Le cœur se sent atteint d’une mélancolie profonde, et l’imagination recule au spectacle des épouvantables et stupides excès de ces envahisseurs du pouvoir. Le gouvernement de Rome est livré au délire de conspirateurs triomphants. Gouverner, ce n’est plus éclairer et diriger la pensée publique ; quelle qu’elle soit, il suffit de savoir la flatter, ou la mépriser, ou l’éteindre. Il ne s’agit pas pour le nouveau souverain de conquérir des intelligences et des âmes, il est assez puissant tant qu’il possède de quoi les corrompre. Le peuple-roi n’est plus qu’un peuple d’esclaves qui se complaît et s’enorgueillit dans les folies et les bassesses de son esclavage.
Mais un nouvel ordre de choses se lève et va régénérer le monde. Malgré la longue et sanglante résistance du polythéisme contre la religion du Christ, la souveraineté spirituelle de l’Église est fondée et reconnue, son unité est constituée dans la papauté. Rome même en est le siège. Les barbares s’arrêtent et s’inclinent devant des papes héroïques, saint Léon, saint Grégoire. Une même loi de morale divine est imposée aux princes et aux sujets ; loi sainte, loi éternelle qui restitue la dignité et les droits de l’humanité, et prescrit les devoirs des rois. Saint Louis l’enseigne à son fils Charles V sur son lit de mort la proclame en termes touchants et sublimes (Voir le récit de Christine de Pisan), Louis XIV en transmet les leçons à l’héritier de sa grandeur ; du pied de l’échafaud Louis XVI les lègue à son fils déshérité, et naguère la fille exilée de nos rois les fit entendre encore du fond de l’asile de ses méditations et de ses prières.
Dans l’histoire de la royauté, M. de Saint-Priest ne s’était avancé que jusqu’au temps de saint Louis ; en présence de ce glorieux règne, il conçut la pensée d’un nouvel ouvrage.
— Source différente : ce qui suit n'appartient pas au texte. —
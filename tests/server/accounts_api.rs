use reqwest::StatusCode;
use serde_json::{Value, json};
use userdesk::domain::users::Account;

use crate::helpers::{
    PASSWORD, create_account, error_code, json_body, logged_in_account, login, spawn_app,
};

#[tokio::test]
async fn create_returns_account_without_password() {
    let app = spawn_app().await;

    let response = app
        .post_json(
            "/users",
            &json!({"username": "  ann ", "email": " Ann@Example.COM", "password": PASSWORD}),
        )
        .await;

    assert_eq!(response.status(), StatusCode::CREATED);
    let body: Value = json_body(response).await;
    assert_eq!(body["username"], "ann");
    assert_eq!(body["email"], "ann@example.com");
    assert_eq!(body["is_active"], true);
    assert!(body.get("password").is_none());
    assert!(!body.to_string().contains(PASSWORD));
}

#[tokio::test]
async fn duplicate_email_is_a_validation_error() {
    let app = spawn_app().await;
    create_account(&app, "ann").await;

    let response = app
        .post_json(
            "/users",
            &json!({"username": "other", "email": "ANN@example.com", "password": "pw"}),
        )
        .await;

    assert_eq!(response.status(), StatusCode::BAD_REQUEST);
    assert_eq!(error_code(response).await, "validation_error");
    assert_eq!(app.count("accounts").await, 1);
}

#[tokio::test]
async fn duplicate_username_is_a_validation_error() {
    let app = spawn_app().await;
    create_account(&app, "ann").await;

    let response = app
        .post_json(
            "/users",
            &json!({"username": "ann", "email": "new@example.com", "password": "pw"}),
        )
        .await;

    assert_eq!(response.status(), StatusCode::BAD_REQUEST);
    assert_eq!(error_code(response).await, "validation_error");
}

#[tokio::test]
async fn invalid_payloads_are_rejected() {
    let app = spawn_app().await;

    let cases = [
        json!({"username": "ann", "email": "not-an-email", "password": "pw"}),
        json!({"username": "", "email": "ann@example.com", "password": "pw"}),
        json!({"username": "ann smith", "email": "ann@example.com", "password": "pw"}),
        json!({"username": "ann", "email": "ann@example.com", "password": ""}),
        json!({"username": "ann", "email": "ann@example.com"}),
    ];
    for payload in cases {
        let response = app.post_json("/users", &payload).await;
        assert_eq!(response.status(), StatusCode::BAD_REQUEST, "{payload}");
        assert_eq!(error_code(response).await, "validation_error");
    }

    let response = app
        .client
        .post(app.api_url("/users"))
        .header("content-type", "application/json")
        .body("{not json")
        .send()
        .await
        .unwrap();
    assert_eq!(response.status(), StatusCode::BAD_REQUEST);
    assert_eq!(error_code(response).await, "validation_error");
    assert_eq!(app.count("accounts").await, 0);
}

#[tokio::test]
async fn list_is_ordered_by_id() {
    let app = spawn_app().await;
    let first = create_account(&app, "zed").await;
    let second = create_account(&app, "amy").await;

    let accounts: Vec<Account> = json_body(app.get("/users").await).await;

    let ids: Vec<_> = accounts.iter().map(|a| a.id).collect();
    assert_eq!(ids, vec![first.id, second.id]);
}

#[tokio::test]
async fn retrieve_unknown_or_malformed_id_is_not_found() {
    let app = spawn_app().await;
    let account = create_account(&app, "ann").await;

    let found: Account = json_body(app.get(&format!("/users/{}", account.id)).await).await;
    assert_eq!(found, account);

    let response = app.get("/users/999").await;
    assert_eq!(response.status(), StatusCode::NOT_FOUND);
    assert_eq!(error_code(response).await, "not_found");

    let response = app.get("/users/abc").await;
    assert_eq!(response.status(), StatusCode::NOT_FOUND);
}

#[tokio::test]
async fn update_requires_authentication() {
    let app = spawn_app().await;
    let account = create_account(&app, "ann").await;

    let response = app
        .client
        .put(app.api_url(&format!("/users/{}", account.id)))
        .json(&json!({"username": "ann2", "email": "ann2@example.com", "password": "pw"}))
        .send()
        .await
        .unwrap();

    assert_eq!(response.status(), StatusCode::UNAUTHORIZED);
    assert_eq!(error_code(response).await, "unauthorized");
}

#[tokio::test]
async fn update_replaces_fields_and_rehashes_password() {
    let app = spawn_app().await;
    let (account, access, _) = logged_in_account(&app, "ann").await;

    let response = app
        .client
        .put(app.api_url(&format!("/users/{}", account.id)))
        .bearer_auth(&access)
        .json(&json!({"username": "annie", "email": "annie@example.com", "password": "new-pass"}))
        .send()
        .await
        .unwrap();

    assert_eq!(response.status(), StatusCode::OK);
    let updated: Account = json_body(response).await;
    assert_eq!(updated.id, account.id);
    assert_eq!(updated.username, "annie");
    assert_eq!(updated.email, "annie@example.com");

    assert_eq!(login(&app, "annie", PASSWORD).await.status(), StatusCode::BAD_REQUEST);
    assert_eq!(login(&app, "annie", "new-pass").await.status(), StatusCode::OK);
}

#[tokio::test]
async fn update_may_keep_own_email_but_not_take_another() {
    let app = spawn_app().await;
    let (account, access, _) = logged_in_account(&app, "ann").await;
    create_account(&app, "bob").await;

    let response = app
        .client
        .put(app.api_url(&format!("/users/{}", account.id)))
        .bearer_auth(&access)
        .json(&json!({"username": "ann", "email": "ann@example.com", "password": "pw"}))
        .send()
        .await
        .unwrap();
    assert_eq!(response.status(), StatusCode::OK);

    let response = app
        .client
        .put(app.api_url(&format!("/users/{}", account.id)))
        .bearer_auth(&access)
        .json(&json!({"username": "ann", "email": "bob@example.com", "password": "pw"}))
        .send()
        .await
        .unwrap();
    assert_eq!(response.status(), StatusCode::BAD_REQUEST);
    assert_eq!(error_code(response).await, "validation_error");
}

#[tokio::test]
async fn update_of_unknown_account_is_not_found() {
    let app = spawn_app().await;
    let (_, access, _) = logged_in_account(&app, "ann").await;

    let response = app
        .client
        .put(app.api_url("/users/999"))
        .bearer_auth(&access)
        .json(&json!({"username": "x", "email": "x@example.com", "password": "pw"}))
        .send()
        .await
        .unwrap();

    assert_eq!(response.status(), StatusCode::NOT_FOUND);
}

#[tokio::test]
async fn delete_removes_account() {
    let app = spawn_app().await;
    let (_, access, _) = logged_in_account(&app, "ann").await;
    let bob = create_account(&app, "bob").await;

    let response = app
        .client
        .delete(app.api_url(&format!("/users/{}", bob.id)))
        .bearer_auth(&access)
        .send()
        .await
        .unwrap();

    assert_eq!(response.status(), StatusCode::OK);
    let body: Value = json_body(response).await;
    assert_eq!(body, json!({"message": "User deleted successfully"}));
    assert_eq!(
        app.get(&format!("/users/{}", bob.id)).await.status(),
        StatusCode::NOT_FOUND
    );

    let response = app
        .client
        .delete(app.api_url(&format!("/users/{}", bob.id)))
        .bearer_auth(&access)
        .send()
        .await
        .unwrap();
    assert_eq!(response.status(), StatusCode::NOT_FOUND);
}

#[tokio::test]
async fn delete_requires_authentication() {
    let app = spawn_app().await;
    let account = create_account(&app, "ann").await;

    let response = app
        .client
        .delete(app.api_url(&format!("/users/{}", account.id)))
        .send()
        .await
        .unwrap();

    assert_eq!(response.status(), StatusCode::UNAUTHORIZED);
    assert_eq!(app.count("accounts").await, 1);
}

#[tokio::test]
async fn activate_is_idempotent() {
    let app = spawn_app().await;
    let (_, access, _) = logged_in_account(&app, "ann").await;
    let bob = create_account(&app, "bob").await;
    sqlx::query("UPDATE accounts SET is_active = 0 WHERE id = ?")
        .bind(bob.id.into_inner())
        .execute(&app.pool)
        .await
        .unwrap();

    for _ in 0..2 {
        let response = app
            .client
            .post(app.api_url(&format!("/users/{}/activate", bob.id)))
            .bearer_auth(&access)
            .send()
            .await
            .unwrap();
        assert_eq!(response.status(), StatusCode::OK);
        let body: Value = json_body(response).await;
        assert_eq!(body, json!({"status": "User activated"}));
    }

    let bob: Account = json_body(app.get(&format!("/users/{}", bob.id)).await).await;
    assert!(bob.is_active);
}

#[tokio::test]
async fn activate_unknown_account_is_not_found() {
    let app = spawn_app().await;
    let (_, access, _) = logged_in_account(&app, "ann").await;

    let response = app
        .client
        .post(app.api_url("/users/999/activate"))
        .bearer_auth(&access)
        .send()
        .await
        .unwrap();

    assert_eq!(response.status(), StatusCode::NOT_FOUND);
}

#[tokio::test]
async fn responses_carry_security_headers() {
    let app = spawn_app().await;

    let response = app.get("/users").await;

    assert_eq!(response.headers()["x-content-type-options"], "nosniff");
    assert_eq!(response.headers()["x-frame-options"], "DENY");
}
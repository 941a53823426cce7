use std::fmt;
use std::num::ParseIntError;
use std::str::FromStr;

use serde::{Deserialize, Serialize};

macro_rules! define_id {
    ($name:ident) => {
        #[derive(
            Debug, Clone, Copy, PartialEq, Eq, Hash, PartialOrd, Ord, Serialize, Deserialize,
        )]
        #[serde(transparent)]
        pub struct $name(i64);

        impl $name {
            pub const fn new(value: i64) -> Self {
                Self(value)
            }

            pub const fn into_inner(self) -> i64 {
                self.0
            }
        }

        impl From<i64> for $name {
            fn from(value: i64) -> Self {
                Self(value)
            }
        }

        impl From<$name> for i64 {
            fn from(id: $name) -> Self {
                id.0
            }
        }

        impl fmt::Display for $name {
            fn fmt(&self, f: &mut fmt::Formatter<'_>) -> fmt::Result {
                write!(f, "{}", self.0)
            }
        }

        impl FromStr for $name {
            type Err = ParseIntError;

            fn from_str(s: &str) -> Result<Self, Self::Err> {
                s.trim().parse::<i64>().map(Self)
            }
        }
    };
}

define_id!(AccountId);
define_id!(AccountProfileId);
define_id!(AuthorProfileId);
define_id!(BookId);
define_id!(ReaderId);
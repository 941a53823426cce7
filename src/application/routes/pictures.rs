use axum::Json;
use axum::body::Body;
use axum::extract::{Multipart, State};
use axum::http::{HeaderValue, header};
use axum::response::{IntoResponse, Response};
use tracing::warn;

use crate::application::auth::AuthenticatedAccount;
use crate::application::errors::{ApiError, AppError};
use crate::application::routes::support::PathId;
use crate::application::state::AppState;
use crate::domain::account_profiles::{AccountProfile, PictureUpload};
use crate::domain::ids::AccountId;

const PICTURE_FIELD: &str = "profile_pic";

#[tracing::instrument(skip(state, _auth, multipart))]
pub(crate) async fn upload_profile_pic(
    State(state): State<AppState>,
    _auth: AuthenticatedAccount,
    PathId(id): PathId<AccountId>,
    multipart: Multipart,
) -> Result<Json<AccountProfile>, ApiError> {
    let upload = read_picture_field(multipart).await?;
    let profile = state.picture_service.upload(id, upload).await?;
    Ok(Json(profile))
}

#[tracing::instrument(skip(state))]
pub(crate) async fn download_profile_pic(
    State(state): State<AppState>,
    PathId(id): PathId<AccountId>,
) -> Result<Response, ApiError> {
    let picture = state.picture_service.download(id).await?;

    let content_type = HeaderValue::from_str(&picture.content_type)
        .map_err(|err| AppError::unexpected(format!("invalid stored content type: {err}")))?;
    let disposition =
        HeaderValue::from_str(&format!("attachment; filename=\"{}\"", picture.filename))
            .map_err(|err| AppError::unexpected(format!("invalid stored filename: {err}")))?;

    Ok((
        [
            (header::CONTENT_TYPE, content_type),
            (header::CONTENT_DISPOSITION, disposition),
        ],
        Body::from(picture.data),
    )
        .into_response())
}

async fn read_picture_field(mut multipart: Multipart) -> Result<PictureUpload, AppError> {
    let invalid = |err: axum::extract::multipart::MultipartError| {
        warn!(error = %err, "failed to read multipart body");
        AppError::validation(format!("invalid multipart body: {}", err.body_text()))
    };

    while let Some(field) = multipart.next_field().await.map_err(invalid)? {
        if field.name() != Some(PICTURE_FIELD) {
            continue;
        }
        let filename = field.file_name().map(str::to_string);
        let data = field.bytes().await.map_err(invalid)?;
        return Ok(PictureUpload {
            filename,
            data: data.to_vec(),
        });
    }

    Err(AppError::validation(
        "profile_pic: no file was submitted",
    ))
}
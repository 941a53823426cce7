use std::path::PathBuf;
use std::sync::Arc;

use crate::application::services::{AccountService, PictureService, SeedService, SessionService};
use crate::domain::repositories::{
    AccountProfileRepository, AccountRepository, AuthorProfileRepository, BookRepository,
    ReaderRepository, RevokedTokenRepository,
};
use crate::domain::storage::PictureStore;
use crate::infrastructure::auth::TokenCodec;
use crate::infrastructure::database::Database;
use crate::infrastructure::repositories::{
    SqlAccountProfileRepository, SqlAccountRepository, SqlAuthorProfileRepository,
    SqlBookRepository, SqlReaderRepository, SqlRevokedTokenRepository,
};
use crate::infrastructure::storage::FilesystemPictureStore;

/// Everything that varies between production and test environments.
/// Repositories and services are created from the database pool.
pub struct AppStateConfig {
    pub tokens: TokenCodec,
    pub media_root: PathBuf,
    pub bcrypt_cost: u32,
}

#[derive(Clone)]
pub struct AppState {
    pub account_repo: Arc<dyn AccountRepository>,
    pub account_profile_repo: Arc<dyn AccountProfileRepository>,
    pub author_profile_repo: Arc<dyn AuthorProfileRepository>,
    pub book_repo: Arc<dyn BookRepository>,
    pub reader_repo: Arc<dyn ReaderRepository>,
    pub revoked_token_repo: Arc<dyn RevokedTokenRepository>,
    pub picture_store: Arc<dyn PictureStore>,
    pub account_service: AccountService,
    pub session_service: SessionService,
    pub picture_service: PictureService,
    pub seed_service: SeedService,
}

impl AppState {
    pub fn from_database(database: &Database, config: AppStateConfig) -> Self {
        let pool = database.clone_pool();

        let account_repo: Arc<dyn AccountRepository> =
            Arc::new(SqlAccountRepository::new(pool.clone()));
        let account_profile_repo: Arc<dyn AccountProfileRepository> =
            Arc::new(SqlAccountProfileRepository::new(pool.clone()));
        let author_profile_repo: Arc<dyn AuthorProfileRepository> =
            Arc::new(SqlAuthorProfileRepository::new(pool.clone()));
        let book_repo: Arc<dyn BookRepository> = Arc::new(SqlBookRepository::new(pool.clone()));
        let reader_repo: Arc<dyn ReaderRepository> =
            Arc::new(SqlReaderRepository::new(pool.clone()));
        let revoked_token_repo: Arc<dyn RevokedTokenRepository> =
            Arc::new(SqlRevokedTokenRepository::new(pool));
        let picture_store: Arc<dyn PictureStore> =
            Arc::new(FilesystemPictureStore::new(config.media_root));

        let account_service = AccountService::new(
            Arc::clone(&account_repo),
            Arc::clone(&account_profile_repo),
            Arc::clone(&picture_store),
            config.bcrypt_cost,
        );
        let session_service = SessionService::new(
            account_service.clone(),
            Arc::clone(&account_repo),
            Arc::clone(&revoked_token_repo),
            Arc::new(config.tokens),
        );
        let picture_service = PictureService::new(
            Arc::clone(&account_repo),
            Arc::clone(&account_profile_repo),
            Arc::clone(&picture_store),
        );
        let seed_service = SeedService::new(
            account_service.clone(),
            Arc::clone(&account_repo),
            Arc::clone(&author_profile_repo),
            Arc::clone(&book_repo),
            Arc::clone(&reader_repo),
        );

        Self {
            account_repo,
            account_profile_repo,
            author_profile_repo,
            book_repo,
            reader_repo,
            revoked_token_repo,
            picture_store,
            account_service,
            session_service,
            picture_service,
            seed_service,
        }
    }
}
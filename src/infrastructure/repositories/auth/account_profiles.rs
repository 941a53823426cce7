use async_trait::async_trait;
use chrono::{DateTime, Utc};
use sqlx::{query, query_as};

use crate::domain::RepositoryError;
use crate::domain::account_profiles::{AccountProfile, PictureRef};
use crate::domain::ids::{AccountId, AccountProfileId};
use crate::domain::repositories::AccountProfileRepository;
use crate::infrastructure::database::DatabasePool;

const PROFILE_COLUMNS: &str =
    "id, account_id, picture_path, picture_filename, picture_content_type, updated_at";

#[derive(Clone)]
pub struct SqlAccountProfileRepository {
    pool: DatabasePool,
}

impl SqlAccountProfileRepository {
    pub fn new(pool: DatabasePool) -> Self {
        Self { pool }
    }

    fn into_domain(record: AccountProfileRecord) -> AccountProfile {
        let picture = match (
            record.picture_path,
            record.picture_filename,
            record.picture_content_type,
        ) {
            (Some(path), Some(filename), Some(content_type)) => Some(PictureRef {
                path,
                filename,
                content_type,
            }),
            _ => None,
        };

        AccountProfile {
            id: AccountProfileId::from(record.id),
            account_id: AccountId::from(record.account_id),
            picture,
            updated_at: record.updated_at,
        }
    }
}

#[async_trait]
impl AccountProfileRepository for SqlAccountProfileRepository {
    async fn get_by_account(
        &self,
        account_id: AccountId,
    ) -> Result<AccountProfile, RepositoryError> {
        let sql = format!("SELECT {PROFILE_COLUMNS} FROM account_profiles WHERE account_id = ?");
        query_as::<_, AccountProfileRecord>(&sql)
            .bind(i64::from(account_id))
            .fetch_optional(&self.pool)
            .await
            .map_err(|err| RepositoryError::unexpected(err.to_string()))?
            .map(Self::into_domain)
            .ok_or(RepositoryError::NotFound)
    }

    async fn get_or_create(
        &self,
        account_id: AccountId,
    ) -> Result<AccountProfile, RepositoryError> {
        // A concurrent creator wins the unique index; we then read its row.
        query(
            "INSERT INTO account_profiles (account_id, updated_at) VALUES (?, ?) \
             ON CONFLICT (account_id) DO NOTHING",
        )
        .bind(i64::from(account_id))
        .bind(Utc::now())
        .execute(&self.pool)
        .await
        .map_err(|err| {
            if let sqlx::Error::Database(db_err) = &err
                && db_err.is_foreign_key_violation()
            {
                return RepositoryError::NotFound;
            }
            RepositoryError::unexpected(err.to_string())
        })?;

        self.get_by_account(account_id).await
    }

    async fn set_picture(
        &self,
        account_id: AccountId,
        picture: PictureRef,
    ) -> Result<AccountProfile, RepositoryError> {
        let sql = format!(
            "UPDATE account_profiles \
             SET picture_path = ?, picture_filename = ?, picture_content_type = ?, updated_at = ? \
             WHERE account_id = ? RETURNING {PROFILE_COLUMNS}"
        );
        query_as::<_, AccountProfileRecord>(&sql)
            .bind(&picture.path)
            .bind(&picture.filename)
            .bind(&picture.content_type)
            .bind(Utc::now())
            .bind(i64::from(account_id))
            .fetch_optional(&self.pool)
            .await
            .map_err(|err| RepositoryError::unexpected(err.to_string()))?
            .map(Self::into_domain)
            .ok_or(RepositoryError::NotFound)
    }
}

#[derive(Debug, sqlx::FromRow)]
struct AccountProfileRecord {
    id: i64,
    account_id: i64,
    picture_path: Option<String>,
    picture_filename: Option<String>,
    picture_content_type: Option<String>,
    updated_at: DateTime<Utc>,
}
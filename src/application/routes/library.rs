use axum::Json;
use axum::extract::State;

use crate::application::errors::ApiError;
use crate::application::routes::support::PathId;
use crate::application::state::AppState;
use crate::domain::author_profiles::AuthorProfile;
use crate::domain::books::Book;
use crate::domain::ids::{AuthorProfileId, BookId, ReaderId};
use crate::domain::readers::Reader;

#[tracing::instrument(skip(state))]
pub(crate) async fn list_profiles(
    State(state): State<AppState>,
) -> Result<Json<Vec<AuthorProfile>>, ApiError> {
    Ok(Json(state.author_profile_repo.list().await?))
}

#[tracing::instrument(skip(state))]
pub(crate) async fn get_profile(
    State(state): State<AppState>,
    PathId(id): PathId<AuthorProfileId>,
) -> Result<Json<AuthorProfile>, ApiError> {
    Ok(Json(state.author_profile_repo.get(id).await?))
}

#[tracing::instrument(skip(state))]
pub(crate) async fn list_books(
    State(state): State<AppState>,
) -> Result<Json<Vec<Book>>, ApiError> {
    Ok(Json(state.book_repo.list().await?))
}

#[tracing::instrument(skip(state))]
pub(crate) async fn get_book(
    State(state): State<AppState>,
    PathId(id): PathId<BookId>,
) -> Result<Json<Book>, ApiError> {
    Ok(Json(state.book_repo.get(id).await?))
}

#[tracing::instrument(skip(state))]
pub(crate) async fn list_readers(
    State(state): State<AppState>,
) -> Result<Json<Vec<Reader>>, ApiError> {
    Ok(Json(state.reader_repo.list().await?))
}

#[tracing::instrument(skip(state))]
pub(crate) async fn get_reader(
    State(state): State<AppState>,
    PathId(id): PathId<ReaderId>,
) -> Result<Json<Reader>, ApiError> {
    Ok(Json(state.reader_repo.get(id).await?))
}
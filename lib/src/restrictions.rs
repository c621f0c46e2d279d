use crate::data::LetterSet;
use crate::data::Puzzle;
use crate::results::Chain;
use crate::results::LetterBoxedError;
use log::debug;
use rayon::prelude::*;
use std::result::Result;
use std::sync::Arc;

#[cfg(feature = "serde")]
use serde::{Deserialize, Serialize};

/// Words shorter than this are never legal.
pub const MIN_WORD_LENGTH: usize = 3;

/// A word that can be played on a specific puzzle, along with the details the solver links on.
#[derive(Debug, Clone, PartialEq, Eq, Hash)]
#[cfg_attr(feature = "serde", derive(Serialize, Deserialize))]
pub struct LegalWord {
    word: Arc<str>,
    first_letter: char,
    last_letter: char,
    letters: LetterSet,
}

impl LegalWord {
    /// The word, in upper case.
    pub fn word(&self) -> &Arc<str> {
        &self.word
    }

    pub fn first_letter(&self) -> char {
        self.first_letter
    }

    pub fn last_letter(&self) -> char {
        self.last_letter
    }

    /// The distinct letters used by this word.
    pub fn letters(&self) -> LetterSet {
        self.letters
    }

    /// The number of letters in the word.
    pub fn len(&self) -> usize {
        self.word.len()
    }

    pub fn is_empty(&self) -> bool {
        self.word.is_empty()
    }
}

impl Puzzle {
    /// Returns the [`LegalWord`] for `word` if it can be played on this puzzle.
    ///
    /// A word is legal iff it is at least [`MIN_WORD_LENGTH`] letters long, uses only puzzle
    /// letters, never repeats a letter immediately, and never follows a letter with another from
    /// the same side. ASCII case is ignored; any other character makes the word illegal.
    ///
    /// ```
    /// use letter_boxed_solver::Puzzle;
    ///
    /// let puzzle = Puzzle::new(["WML", "FRO", "EIP", "TUD"]).unwrap();
    ///
    /// let word = puzzle.legal_word("flowerpot").unwrap();
    /// assert_eq!(word.first_letter(), 'F');
    /// assert_eq!(word.last_letter(), 'T');
    /// // 'F' and 'R' are on the same side.
    /// assert!(puzzle.legal_word("FRET").is_none());
    /// ```
    pub fn legal_word(&self, word: &str) -> Option<LegalWord> {
        let word = word.trim().to_ascii_uppercase();
        if word.chars().count() < MIN_WORD_LENGTH {
            return None;
        }
        let mut previous: Option<(char, usize)> = None;
        for letter in word.chars() {
            let side = self.side_of(letter)?;
            if let Some((previous_letter, previous_side)) = previous {
                if previous_letter == letter || previous_side == side {
                    return None;
                }
            }
            previous = Some((letter, side));
        }
        let first_letter = word.chars().next()?;
        let (last_letter, _) = previous?;
        Some(LegalWord {
            letters: LetterSet::from_letters(word.chars()),
            word: Arc::from(word.as_str()),
            first_letter,
            last_letter,
        })
    }

    /// Checks that the given words form a complete solution to this puzzle, and returns them as a
    /// [`Chain`].
    ///
    /// This is intended for answers produced elsewhere, such as a published reference solution.
    pub fn check_chain<S>(&self, words: &[S]) -> Result<Chain, LetterBoxedError>
    where
        S: AsRef<str>,
    {
        if words.is_empty() {
            return Err(LetterBoxedError::EmptyChain);
        }
        let mut legal_words: Vec<LegalWord> = Vec::with_capacity(words.len());
        for word in words {
            let legal_word = self
                .legal_word(word.as_ref())
                .ok_or_else(|| LetterBoxedError::IllegalWord(word.as_ref().trim().to_string()))?;
            if let Some(previous) = legal_words.last() {
                if previous.last_letter != legal_word.first_letter {
                    return Err(LetterBoxedError::BrokenChain {
                        previous: previous.word.to_string(),
                        next: legal_word.word.to_string(),
                    });
                }
            }
            legal_words.push(legal_word);
        }
        let chain = Chain::new(legal_words.into_iter().map(|word| word.word).collect());
        let missing = self.letter_set().difference(chain.covered());
        if !missing.is_empty() {
            return Err(LetterBoxedError::MissingLetters(missing));
        }
        Ok(chain)
    }
}

/// Selects the words from `dictionary` that are legal for `puzzle`.
///
/// The dictionary may contain words in any case, repeats, and words that can never be played;
/// these are all tolerated. The result is sorted by word and contains each word once.
pub fn filter_legal<S>(puzzle: &Puzzle, dictionary: &[S]) -> Vec<LegalWord>
where
    S: AsRef<str> + Sync,
{
    let mut legal_words: Vec<LegalWord> = dictionary
        .par_iter()
        .filter_map(|word| puzzle.legal_word(word.as_ref()))
        .collect();
    legal_words.sort_unstable_by(|a, b| a.word.cmp(&b.word));
    legal_words.dedup_by(|a, b| a.word == b.word);
    debug!(
        "{} of {} words are legal for {}",
        legal_words.len(),
        dictionary.len(),
        puzzle
    );
    legal_words
}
Avant la lecture de l’Histoire de la conquête de Naples, a dit un jeune et brillant écrivain, digne héritier d’un nom illustré à la fois par les armes, la politique et la science, nous n’avions jamais bien compris ni la grandeur de saint Louis, ni celle de la France du XIIIe siècle (M. Albert de Broglie, Revue des Deux Mondes, 1852).
N’est-ce pas en effet une des belles époques de nos annales que celle où le génie de ce monarque jeta sur la terre de France le fondement de toutes les institutions qui, dans les siècles les plus policés, ont constitué l’unité, la force, la prospérité de ce pays ? Le petit-fils du vainqueur de Bouvines, non moins héroïque que lui sur les champs de bataille, fut un habile et puissant législateur. Le code de ses Établissements fit disparaître les coutumes barbares devant la raison et l’autorité des lois écrites, et posa le principe de tout cet ordre de justice régulière qui jusqu’à nos jours a tant honoré la magistrature française. Louis IX appelait à sa cour des jurisconsultes instruits, et se montra excellemment le roi justicier ; les princes étrangers et le pape même, confiants dans sa magnanime équité, le rendirent souvent arbitre de leurs différends. Sous son règne, la splendeur de l’université de Paris attirait de toutes parts les jeunes intelligences ; la Sorbonne était fondée ; l’art élevait des monuments que nous nous efforçons de restaurer dans leur primitive beauté ; l’ascendant moral de la France se manifestait dans le monde.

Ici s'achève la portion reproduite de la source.